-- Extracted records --
Start of Block
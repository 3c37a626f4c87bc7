// Copyright (c) 2025 Lanai TST Authors
//
// Licensed under dual license:
// - MIT License (LICENSE-MIT or https://opensource.org/licenses/MIT)
// - Apache License, Version 2.0 (LICENSE-APACHE or https://www.apache.org/licenses/LICENSE-2.0)

//! Main implementation of the Lanai Ternary Search Tree.

use tracing::trace;

use crate::data_structures::lanai_ternary_tree::node::TernaryNode;

/// A ternary search tree mapping string keys to values.
///
/// The Lanai Ternary Search Tree stores keys as chains of per-code-point
/// nodes: at every node a key's current code point is compared against the
/// node's discriminator and the search continues into the `low`, `high` or
/// `mid` subtree. This gives trie-like lookup without one child slot per
/// alphabet symbol, which keeps memory use low on sparse alphabets.
///
/// All operations are total: empty keys and missing keys produce the
/// operation's "no match" value rather than an error. Keys are sequences
/// of Unicode code points, so multi-byte characters are handled correctly.
/// Traversal and teardown are iterative, so deep or badly unbalanced trees
/// cannot exhaust the call stack.
///
/// The tree is not internally synchronized; callers that share one across
/// threads must impose their own locking around the whole structure.
///
/// # Type Parameters
///
/// * `V` - The type of values stored in the tree.
///
/// # Examples
///
/// ```
/// use lanai_tst_lib::data_structures::lanai_ternary_tree::LanaiTernaryTree;
///
/// let mut tree = LanaiTernaryTree::new();
/// tree.put("route/home", 1);
/// tree.put("route/about", 2);
///
/// assert_eq!(tree.get("route/home"), Some(&1));
/// assert_eq!(tree.longest_prefix("route/home/index"), "route/home");
/// assert_eq!(tree.wildcard_match("route/h*me"), vec!["route/home".to_string()]);
/// ```
#[derive(Debug)]
pub struct LanaiTernaryTree<V> {
    /// Root of the node forest; `None` while no key has been stored
    root: Option<Box<TernaryNode<V>>>,

    /// Number of distinct keys currently stored
    size: usize,
}

impl<V> LanaiTernaryTree<V> {
    /// Creates a new empty tree.
    pub fn new() -> Self {
        Self {
            root: None,
            size: 0,
        }
    }

    /// Returns the number of distinct keys stored in the tree.
    pub fn len(&self) -> usize {
        self.size
    }

    /// Returns `true` if the tree holds no keys.
    pub fn is_empty(&self) -> bool {
        self.size == 0
    }

    /// Inserts a key-value pair into the tree.
    ///
    /// Nodes are created on demand as the descent walks past the end of
    /// any existing chain. Re-inserting an existing key overwrites its
    /// value and leaves the tree shape untouched. The empty key is never
    /// stored; putting it is a silent no-op.
    ///
    /// Complexity: O(key length) expected; no rebalancing is performed, so
    /// pathological insertion orders can degrade the per-character sibling
    /// chains.
    ///
    /// # Arguments
    ///
    /// * `key` - The key to insert.
    /// * `value` - The value to associate with the key.
    pub fn put<K>(&mut self, key: K, value: V)
    where
        K: AsRef<str>,
    {
        let key = key.as_ref();
        let mut chars = key.chars();
        let mut current = match chars.next() {
            Some(first) => first,
            None => return,
        };

        let mut link = &mut self.root;
        loop {
            let node = link.get_or_insert_with(|| Box::new(TernaryNode::new(current)));
            if current < node.character {
                link = &mut node.low;
            } else if current > node.character {
                link = &mut node.high;
            } else if let Some(next) = chars.next() {
                current = next;
                link = &mut node.mid;
            } else {
                if !node.terminal {
                    node.terminal = true;
                    self.size += 1;
                    trace!(key, size = self.size, "stored new key");
                }
                node.value = Some(value);
                return;
            }
        }
    }

    /// Retrieves the value stored for a key.
    ///
    /// Returns `None` for keys that were never inserted, including the
    /// empty key.
    ///
    /// Complexity: O(key length) expected.
    pub fn get<K>(&self, key: K) -> Option<&V>
    where
        K: AsRef<str>,
    {
        let key = key.as_ref();
        let mut chars = key.chars();
        let mut current = chars.next()?;
        let mut node = self.root.as_deref()?;

        loop {
            if current < node.character {
                node = node.low.as_deref()?;
            } else if current > node.character {
                node = node.high.as_deref()?;
            } else if let Some(next) = chars.next() {
                current = next;
                node = node.mid.as_deref()?;
            } else if node.terminal {
                return node.value.as_ref();
            } else {
                return None;
            }
        }
    }

    /// Returns `true` if the key is stored in the tree.
    pub fn contains<K>(&self, key: K) -> bool
    where
        K: AsRef<str>,
    {
        self.get(key).is_some()
    }

    /// Returns the longest prefix of `query` that is itself a stored key.
    ///
    /// The walk follows the same decision chain as [`get`](Self::get) and
    /// records the end of every terminal node met along the exact-match
    /// chain; the deepest one wins. Returns the empty string when no
    /// stored key is a prefix of the query.
    ///
    /// Complexity: O(query length) expected.
    pub fn longest_prefix<'q>(&self, query: &'q str) -> &'q str {
        let mut best = 0;
        let mut chars = query.char_indices();
        let mut current = match chars.next() {
            Some(c) => c,
            None => return "",
        };
        let mut node = match self.root.as_deref() {
            Some(n) => n,
            None => return "",
        };

        loop {
            let (pos, ch) = current;
            let next_node = if ch < node.character {
                node.low.as_deref()
            } else if ch > node.character {
                node.high.as_deref()
            } else {
                if node.terminal {
                    // byte offset past this code point, so slicing below
                    // stays on a character boundary for multi-byte keys
                    best = pos + ch.len_utf8();
                }
                current = match chars.next() {
                    Some(c) => c,
                    None => break,
                };
                node.mid.as_deref()
            };
            match next_node {
                Some(n) => node = n,
                None => break,
            }
        }

        &query[..best]
    }

    /// Returns every stored key matching the pattern, sorted ascending.
    ///
    /// The wildcard characters `*` and `.` each match any single code
    /// point at their position; every other pattern character requires
    /// exact equality. A key matches only when the whole pattern is
    /// consumed on its final character, so patterns shorter than a key
    /// never match it. Returns an empty vector for the empty pattern.
    ///
    /// Wildcard positions must explore all three subtrees, so this is the
    /// one query that can branch; the search runs on an explicit stack.
    /// The result is sorted lexicographically before returning, regardless
    /// of traversal order.
    pub fn wildcard_match<P>(&self, pattern: P) -> Vec<String>
    where
        P: AsRef<str>,
    {
        let pattern: Vec<char> = pattern.as_ref().chars().collect();
        let mut matches = Vec::new();
        if pattern.is_empty() {
            return matches;
        }

        let mut stack = Vec::new();
        if let Some(root) = self.root.as_deref() {
            stack.push((root, 0usize, String::new()));
        }

        while let Some((node, index, prefix)) = stack.pop() {
            let ch = pattern[index];
            let wild = ch == '*' || ch == '.';

            if wild || ch < node.character {
                if let Some(low) = node.low.as_deref() {
                    stack.push((low, index, prefix.clone()));
                }
            }
            if wild || ch > node.character {
                if let Some(high) = node.high.as_deref() {
                    stack.push((high, index, prefix.clone()));
                }
            }
            if wild || ch == node.character {
                let mut key = prefix;
                key.push(node.character);
                if index + 1 == pattern.len() {
                    if node.terminal {
                        matches.push(key);
                    }
                } else if let Some(mid) = node.mid.as_deref() {
                    stack.push((mid, index + 1, key));
                }
            }
        }

        matches.sort_unstable();
        matches.dedup();
        matches
    }

    /// Visits every stored key-value pair in ascending key order.
    ///
    /// The traversal is in-order (low subtree, the node's own key if
    /// terminal, mid subtree, high subtree), reconstructing each key on
    /// the way down. Returning `false` from the visitor stops the
    /// traversal immediately. Each call walks the tree afresh; the
    /// enumeration is not resumable.
    pub fn each<F>(&self, mut visit: F)
    where
        F: FnMut(&str, &V) -> bool,
    {
        enum Step<'a, V> {
            Descend(&'a TernaryNode<V>, String),
            Emit(&'a TernaryNode<V>, String),
        }

        let mut stack = Vec::new();
        if let Some(root) = self.root.as_deref() {
            stack.push(Step::Descend(root, String::new()));
        }

        while let Some(step) = stack.pop() {
            match step {
                Step::Descend(node, prefix) => {
                    let mut key = prefix.clone();
                    key.push(node.character);

                    // pushed in reverse so they pop as: low, emit, mid, high
                    if let Some(high) = node.high.as_deref() {
                        stack.push(Step::Descend(high, prefix.clone()));
                    }
                    if let Some(mid) = node.mid.as_deref() {
                        stack.push(Step::Descend(mid, key.clone()));
                    }
                    if node.terminal {
                        stack.push(Step::Emit(node, key));
                    }
                    if let Some(low) = node.low.as_deref() {
                        stack.push(Step::Descend(low, prefix));
                    }
                }
                Step::Emit(node, key) => {
                    if let Some(value) = node.value.as_ref() {
                        if !visit(&key, value) {
                            return;
                        }
                    }
                }
            }
        }
    }

    /// Discards every stored key and value, leaving the tree empty.
    ///
    /// The whole forest is released as a unit through the iterative
    /// teardown, never through recursive drops.
    pub fn clear(&mut self) {
        let dropped = self.size;
        Self::teardown(self.root.take());
        self.size = 0;
        trace!(dropped_keys = dropped, "cleared tree");
    }

    /// Releases a node forest iteratively.
    ///
    /// Children are detached onto a work list before their parent is
    /// dropped, so the drop depth stays constant no matter how deep or
    /// unbalanced the tree grew.
    fn teardown(root: Option<Box<TernaryNode<V>>>) {
        let mut stack = Vec::new();
        if let Some(node) = root {
            stack.push(node);
        }
        while let Some(mut node) = stack.pop() {
            if let Some(low) = node.low.take() {
                stack.push(low);
            }
            if let Some(mid) = node.mid.take() {
                stack.push(mid);
            }
            if let Some(high) = node.high.take() {
                stack.push(high);
            }
        }
    }
}

impl<V> Default for LanaiTernaryTree<V> {
    fn default() -> Self {
        Self::new()
    }
}

impl<V> Drop for LanaiTernaryTree<V> {
    fn drop(&mut self) {
        Self::teardown(self.root.take());
    }
}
End of Block
With the line containing "fn default() ->" as the first and the last line of the data as the final one, copy every line between them exactly, those two included.

-- Answer for this exercise --
    fn default() -> Self {
        Self::new()
    }
}

impl<V> Drop for LanaiTernaryTree<V> {
    fn drop(&mut self) {
        Self::teardown(self.root.take());
    }
}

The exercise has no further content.